Sac. Bosco GIOVANNI.
 
 
Il Cav. Oreglia, ritornato nel luglio da Roma, come Direttore della Tipografia faceva continuare la stampa delle Letture Cattoliche, i cui fascicoli uscirono in quest'ordine.
Per agosto: Carlo, ossia cenni intorno alla vita di un condannato ai lavori forzati. Si convertì, visse e morì santamente a Cayenna. In appendice si narra di un giovane che, essendo di mente ottusa, acquistò grande ingegno colla recita del santo Rosario e mori assistito da Maria SS.

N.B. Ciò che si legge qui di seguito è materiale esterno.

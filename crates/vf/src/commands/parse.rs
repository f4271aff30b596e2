//! Parse command implementation.
//!
//! Prints the syntax tree of a filter expression.

use super::{parse_filter, read_expression, CommandContext, Result};
use crate::output::{format_ast_json, format_ast_tree};

/// Executes the parse command.
///
/// # Errors
///
/// Returns `CommandError::Filter` if the expression does not parse.
pub fn execute(ctx: &CommandContext, expression: &str) -> Result<()> {
    let input = read_expression(expression)?;
    let expr = parse_filter(&input)?;

    if ctx.json_output {
        println!("{}", format_ast_json(&expr)?);
    } else if !ctx.quiet {
        print!("{}", format_ast_tree(&expr, ctx.use_colors)?);
    }

    Ok(())
}
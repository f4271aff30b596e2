use clap::Parser;
use std::process::ExitCode;

mod cli;
mod commands;
mod dispatch;
mod output;

use cli::Cli;
use commands::{CommandContext, CommandError};
use dispatch::{Command, Dispatch};

fn main() -> ExitCode {
    let cli = Cli::parse();
    init_logging(&cli);

    match run(&cli) {
        Ok(()) => ExitCode::SUCCESS,
        Err(e) => {
            report_error(&cli, &e);
            error_exit_code(&e)
        }
    }
}

/// Routes log output to stderr. `RUST_LOG` overrides the level chosen by
/// `--verbose` and `--quiet`.
fn init_logging(cli: &Cli) {
    let level = if cli.verbose {
        "debug"
    } else if cli.quiet {
        "error"
    } else {
        "warn"
    };
    env_logger::Builder::from_env(env_logger::Env::default().default_filter_or(level))
        .format_timestamp(None)
        .init();
}

fn run(cli: &Cli) -> commands::Result<()> {
    let ctx = CommandContext::from_cli(cli);
    Dispatch::from_cli(cli).execute(&ctx)
}

fn report_error(cli: &Cli, e: &CommandError) {
    if cli.json {
        let mut error_json = serde_json::json!({
            "error": {
                "code": error_code(e),
                "message": e.to_string(),
            }
        });
        if let CommandError::Filter(diagnostic) = e {
            if let Ok(value) = serde_json::to_value(diagnostic) {
                error_json["error"]["diagnostic"] = value;
            }
        }
        match serde_json::to_string_pretty(&error_json) {
            Ok(text) => eprintln!("{text}"),
            Err(_) => eprintln!("{error_json}"),
        }
        return;
    }

    let use_colors = !cli.no_color && std::env::var_os("NO_COLOR").is_none();
    match e {
        CommandError::Filter(diagnostic) => {
            eprintln!("{}", output::format_diagnostic(diagnostic, use_colors));
        }
        _ => eprintln!("Error: {e}"),
    }
}

/// Returns the error code string for JSON output.
fn error_code(e: &CommandError) -> &'static str {
    match e {
        CommandError::Filter(_) => "FILTER_ERROR",
        CommandError::Render(_) => "RENDER_ERROR",
        CommandError::Config(_) => "CONFIG_ERROR",
        CommandError::Io(_) => "IO_ERROR",
        CommandError::Json(_) => "JSON_ERROR",
    }
}

/// Returns the exit code for an error.
fn error_exit_code(e: &CommandError) -> ExitCode {
    match e {
        CommandError::Filter(_) => ExitCode::from(1),
        CommandError::Json(_) => ExitCode::from(1),
        CommandError::Io(_) => ExitCode::from(3),
        CommandError::Render(_) => ExitCode::from(4),
        CommandError::Config(_) => ExitCode::from(5),
    }
}
//! Human-readable reports for filter errors.
//!
//! [`Diagnostic`] turns a [`FilterError`] into a message with the offending
//! line, a caret under the offending column, the accepted tokens, and a hint
//! when the offending word looks like a misspelled keyword or an unquoted
//! string.

use std::fmt;

use serde::Serialize;
use strsim::levenshtein;

use super::error::{FilterError, ParseErrorReason};
use super::lexer::Position;
use super::parser::normalize;

/// Maximum Levenshtein distance to consider a keyword as a suggestion.
const MAX_SUGGESTION_DISTANCE: usize = 2;

/// Finds the keyword closest to `word` among the expected token names.
///
/// Only bare keyword names (`IN`, `AND`, ...) are candidates; punctuation and
/// literal classes are skipped.
fn find_similar_keyword<'a>(word: &str, expected: &'a [String]) -> Option<&'a str> {
    let upper = word.to_uppercase();
    let (best, distance) = expected
        .iter()
        .map(String::as_str)
        .filter(|name| matches!(*name, "AND" | "OR" | "IN" | "NIN" | "NOT" | "WHERE"))
        .map(|name| (name, levenshtein(&upper, name)))
        .min_by_key(|(_, d)| *d)?;

    if distance > 0 && distance <= MAX_SUGGESTION_DISTANCE {
        Some(best)
    } else {
        None
    }
}

fn is_bare_word(text: &str) -> bool {
    let mut chars = text.chars();
    chars
        .next()
        .is_some_and(|c| c.is_ascii_alphabetic() || c == '_')
        && chars.all(|c| c.is_ascii_alphanumeric() || c == '_')
}

/// A structured, printable report for a filter error.
#[derive(Debug, Clone, PartialEq, Eq, Serialize)]
pub struct Diagnostic {
    /// The error message (same text as the error's `Display`).
    pub message: String,
    /// Where the error occurred in the normalized filter text.
    #[serde(skip_serializing_if = "Option::is_none")]
    pub position: Option<Position>,
    /// The source line containing the error.
    #[serde(skip_serializing_if = "Option::is_none")]
    pub source_line: Option<String>,
    /// Tokens that would have been accepted.
    #[serde(skip_serializing_if = "Vec::is_empty")]
    pub expected: Vec<String>,
    /// A suggestion for fixing the input.
    #[serde(skip_serializing_if = "Option::is_none")]
    pub hint: Option<String>,
}

impl Diagnostic {
    /// Builds a diagnostic for `error`, which was produced by parsing `input`.
    pub fn from_error(error: &FilterError, input: &str) -> Self {
        let position = error.position();
        let source = normalize(input);
        let source_line = position.and_then(|p| source.lines().nth(p.line - 1).map(str::to_string));

        let (expected, hint) = match error {
            FilterError::Parse(e) => (e.expected.clone(), Self::hint_for(e.reason, &e.found, &e.expected)),
            FilterError::TooDeep { .. } => (
                Vec::new(),
                Some("remove redundant parentheses or split the filter".to_string()),
            ),
            FilterError::TooLarge { .. } => (
                Vec::new(),
                Some("use IN [...] instead of a long chain of == comparisons".to_string()),
            ),
            FilterError::EmptyExpression => (
                Vec::new(),
                Some("a filter looks like: country == 'BG' AND year >= 2020".to_string()),
            ),
            FilterError::Lex(_) => (Vec::new(), None),
        };

        Self {
            message: error.to_string(),
            position,
            source_line,
            expected,
            hint,
        }
    }

    fn hint_for(reason: ParseErrorReason, found: &str, expected: &[String]) -> Option<String> {
        if reason != ParseErrorReason::NoViableAlternative || !is_bare_word(found) {
            return None;
        }
        if let Some(keyword) = find_similar_keyword(found, expected) {
            return Some(format!("did you mean '{keyword}'?"));
        }
        if expected.iter().any(|e| e == "QUOTED_STRING") {
            return Some(format!("string values must be quoted, e.g. '{found}'"));
        }
        None
    }

    /// The caret line pointing at the error column, if there is a position.
    pub fn caret(&self) -> Option<String> {
        self.position
            .map(|p| format!("{}^", " ".repeat(p.column)))
    }
}

impl fmt::Display for Diagnostic {
    fn fmt(&self, f: &mut fmt::Formatter<'_>) -> fmt::Result {
        write!(f, "{}", self.message)?;
        if let (Some(line), Some(caret)) = (&self.source_line, self.caret()) {
            write!(f, "\n  {line}\n  {caret}")?;
        }
        if !self.expected.is_empty() {
            write!(f, "\n  expected one of: {}", self.expected.join(", "))?;
        }
        if let Some(hint) = &self.hint {
            write!(f, "\n  hint: {hint}")?;
        }
        Ok(())
    }
}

Per settembre: Daniele e i suoi tre compagni in Babilonia, dramma in due atti (in versi) dei P. Giulio Metti, prete dell'Oratorio di S. Filippo coll'Appendice della farsa: Lo spazzacamino. La farsa in prosa, semplice, affettuosa, riflette lo spirito di D. Bosco, che pare l'abbia scritta.

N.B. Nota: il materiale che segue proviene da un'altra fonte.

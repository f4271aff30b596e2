//! PostgreSQL JSONPath renderer, the filter format of pgvector-backed stores.
//!
//! The rendered path is matched against the metadata column with the `@@`
//! operator, e.g. `metadata::jsonb @@ '$.country == "BG"'::jsonpath`.
//! Bind the output as a query parameter, or use
//! [`PgVectorRenderer::render_predicate`] to get the whole SQL predicate with
//! the path already quoted as a literal.

use super::sql::{quote_identifier, quote_literal};
use super::{
    format_decimal, parenthesize, render_binary, BackendKind, Precedence,
    RenderConfig, RenderError, RenderResult, Renderer,
};
use crate::filter::{CompareOp, Expr, Key, Value, ValueList};

#[derive(Debug, Clone, Copy)]
pub struct PgVectorRenderer<'a> {
    config: &'a RenderConfig,
}

impl<'a> PgVectorRenderer<'a> {
    pub fn new(config: &'a RenderConfig) -> Self {
        Self { config }
    }

    /// Renders `<column>::jsonb @@ '<path>'::jsonpath`.
    ///
    /// # Errors
    ///
    /// Same as [`Renderer::render`].
    pub fn render_predicate(&self, expr: &Expr) -> RenderResult<String> {
        let path = self.expr(expr)?;
        Ok(format!(
            "{}::jsonb @@ {}::jsonpath",
            quote_identifier(&self.config.metadata_column),
            quote_literal(&path)
        ))
    }

    fn unsupported(&self, construct: impl Into<String>) -> RenderError {
        RenderError::unsupported(BackendKind::PgVector, construct)
    }

    fn expr(&self, expr: &Expr) -> RenderResult<String> {
        match expr {
            Expr::Comparison { key, op, value } => Ok(format!(
                "{} {} {}",
                self.path(key)?,
                jsonpath_op(*op),
                self.value(value)?
            )),
            Expr::Membership {
                key,
                negated,
                values,
            } => self.membership(key, *negated, values),
            Expr::And { left, right } => {
                render_binary(left, right, Precedence::And, "&&", |e| self.expr(e))
            }
            Expr::Or { left, right } => {
                render_binary(left, right, Precedence::Or, "||", |e| self.expr(e))
            }
            Expr::Group { inner } => self.expr(inner),
        }
    }

    /// JSONPath has no list membership; expand to a disjunction of equalities.
    fn membership(&self, key: &Key, negated: bool, values: &ValueList) -> RenderResult<String> {
        let path = self.path(key)?;
        let alternatives = values
            .iter()
            .map(|v| Ok(format!("{path} == {}", self.value(v)?)))
            .collect::<RenderResult<Vec<_>>>()?;
        let disjunction = alternatives.join(" || ");

        if negated {
            Ok(format!("!({disjunction})"))
        } else {
            Ok(parenthesize(disjunction, values.len() > 1))
        }
    }

    fn path(&self, key: &Key) -> RenderResult<String> {
        let resolved = self.config.resolve(key);
        let mut path = String::from("$");
        for segment in resolved.segments() {
            path.push('.');
            if is_path_identifier(segment) {
                path.push_str(segment);
            } else {
                path.push_str(&self.string(segment)?);
            }
        }
        Ok(path)
    }

    fn value(&self, value: &Value) -> RenderResult<String> {
        match value {
            Value::Integer(n) => Ok(n.to_string()),
            Value::Decimal(d) if d.is_finite() => Ok(format_decimal(*d)),
            Value::Decimal(d) => Err(self.unsupported(format!("non-finite decimal {d}"))),
            Value::Text(s) => self.string(s),
            Value::Bool(b) => Ok(b.to_string()),
        }
    }

    /// A JSONPath string literal; the escapes match JSON's.
    fn string(&self, text: &str) -> RenderResult<String> {
        if text.contains('\0') {
            return Err(self.unsupported("a string containing a NUL character"));
        }
        serde_json::to_string(text).map_err(|e| self.unsupported(format!("string {text:?}: {e}")))
    }
}

impl Renderer for PgVectorRenderer<'_> {
    fn backend(&self) -> BackendKind {
        BackendKind::PgVector
    }

    fn render(&self, expr: &Expr) -> RenderResult<String> {
        self.expr(expr)
    }
}

fn jsonpath_op(op: CompareOp) -> &'static str {
    match op {
        CompareOp::Eq => "==",
        CompareOp::Ne => "!=",
        CompareOp::Gt => ">",
        CompareOp::Ge => ">=",
        CompareOp::Lt => "<",
        CompareOp::Le => "<=",
    }
}

/// JSONPath member names that need no quoting.
fn is_path_identifier(name: &str) -> bool {
    let mut chars = name.chars();
    chars
        .next()
        .is_some_and(|c| c.is_ascii_alphabetic() || c == '_')
        && chars.all(|c| c.is_ascii_alphanumeric() || c == '_')
}

#[cfg(test)]
mod tests {
    use super::*;
    use crate::filter::FilterParser;
    use crate::render::needs_parens;

    fn render(input: &str) -> String {
        let config = RenderConfig::default();
        let expr = FilterParser::parse(input).unwrap();
        PgVectorRenderer::new(&config).render(&expr).unwrap()
    }

    #[test]
    fn test_single_value_membership_needs_no_parens() {
        assert_eq!(render("x IN [1]"), "$.x == 1");
        assert_eq!(render("x NIN [1]"), "!($.x == 1)");
    }

    #[test]
    fn test_membership_inside_and_stays_grouped() {
        assert_eq!(
            render("x IN [1, 2] && y == 'a'"),
            "($.x == 1 || $.x == 2) && $.y == \"a\""
        );
    }

    #[test]
    fn test_needs_parens_sees_membership_as_predicate() {
        let expr = FilterParser::parse("x IN [1, 2]").unwrap();
        assert!(!needs_parens(&expr, Precedence::And, true));
    }

    #[test]
    fn test_path_quoting() {
        assert_eq!(render("\"foo bar 1\" == 'bar.foo'"), "$.\"foo bar 1\" == \"bar.foo\"");
        assert_eq!(render("\"2020\" == 1"), "$.\"2020\" == 1");
    }
}
//! Tokens command implementation.
//!
//! Prints the token stream the parser sees, including the implicit end of input.

use vecfilter::filter::{tokenize, Diagnostic, LexError, Token};

use super::{read_expression, CommandContext, CommandError, Result};
use crate::output::{format_tokens_json, format_tokens_table};

/// Tokenizes `input`, stopping at the first invalid character.
fn collect_tokens(input: &str) -> Result<Vec<Token>> {
    tokenize(input)
        .collect::<std::result::Result<Vec<_>, _>>()
        .map_err(|e| CommandError::Filter(Box::new(lex_diagnostic(&e, input))))
}

/// Reports a lexer error against the raw input rather than the `WHERE`-prefixed text.
fn lex_diagnostic(error: &LexError, input: &str) -> Diagnostic {
    let position = error.position();
    Diagnostic {
        message: error.to_string(),
        position: Some(position),
        source_line: input.lines().nth(position.line - 1).map(str::to_string),
        expected: Vec::new(),
        hint: None,
    }
}

/// Executes the tokens command.
///
/// Positions refer to the expression exactly as given, without the implied
/// leading `WHERE`.
pub fn execute(ctx: &CommandContext, expression: &str) -> Result<()> {
    let input = read_expression(expression)?;
    let tokens = collect_tokens(&input)?;
    log::debug!("{} tokens", tokens.len());

    if ctx.json_output {
        println!("{}", format_tokens_json(&tokens)?);
    } else if !ctx.quiet {
        print!("{}", format_tokens_table(&tokens, ctx.use_colors));
    }

    Ok(())
}

#[cfg(test)]
mod tests {
    use super::*;
    use vecfilter::filter::TokenKind;

    #[test]
    fn test_collect_tokens_ends_with_eof() {
        let tokens = collect_tokens("a == 1").unwrap();
        assert_eq!(tokens.len(), 4);
        assert_eq!(tokens[3].kind, TokenKind::Eof);
    }

    #[test]
    fn test_collect_tokens_reports_bad_character() {
        let err = collect_tokens("a == 1 ; b").unwrap_err();
        assert_eq!(
            err.to_string(),
            "Line: 1:7, Error: token recognition error at: ';'"
        );
        match err {
            CommandError::Filter(d) => {
                assert_eq!(d.source_line.as_deref(), Some("a == 1 ; b"));
                assert_eq!(d.caret().as_deref(), Some("       ^"));
            }
            other => panic!("unexpected error: {other:?}"),
        }
    }
}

Per ottobre: Vita del Beato Benedetto Giuseppe Labre.
Per novembre: Vita di S. Bernardo di Menthon, il costruttore dei due Ospizi, detti del Grande e del Piccolo S. Bernardo. Si dimostra da queste istituzioni che la verginità ed il celibato dànno vita ad opere colossali e producono una gloria imperitura; e si esortano i fedeli a praticare quell'ospitalità (tanto amata da D. Bosco), della quale scrive S. Paolo agli Ebrei: “ Si conservi tra di voi la fraterna carità. E non vi dimenticate dell'ospitalità, dappoichè per questa alcuni diedero, senza saperlo, ospizio agli angeli” - Il fascicolo termina colla narrazione di una guarigione istantanea, ottenuta da un'inferma col mettersi al collo la medaglia benedetta di Maria Ausiliatrice.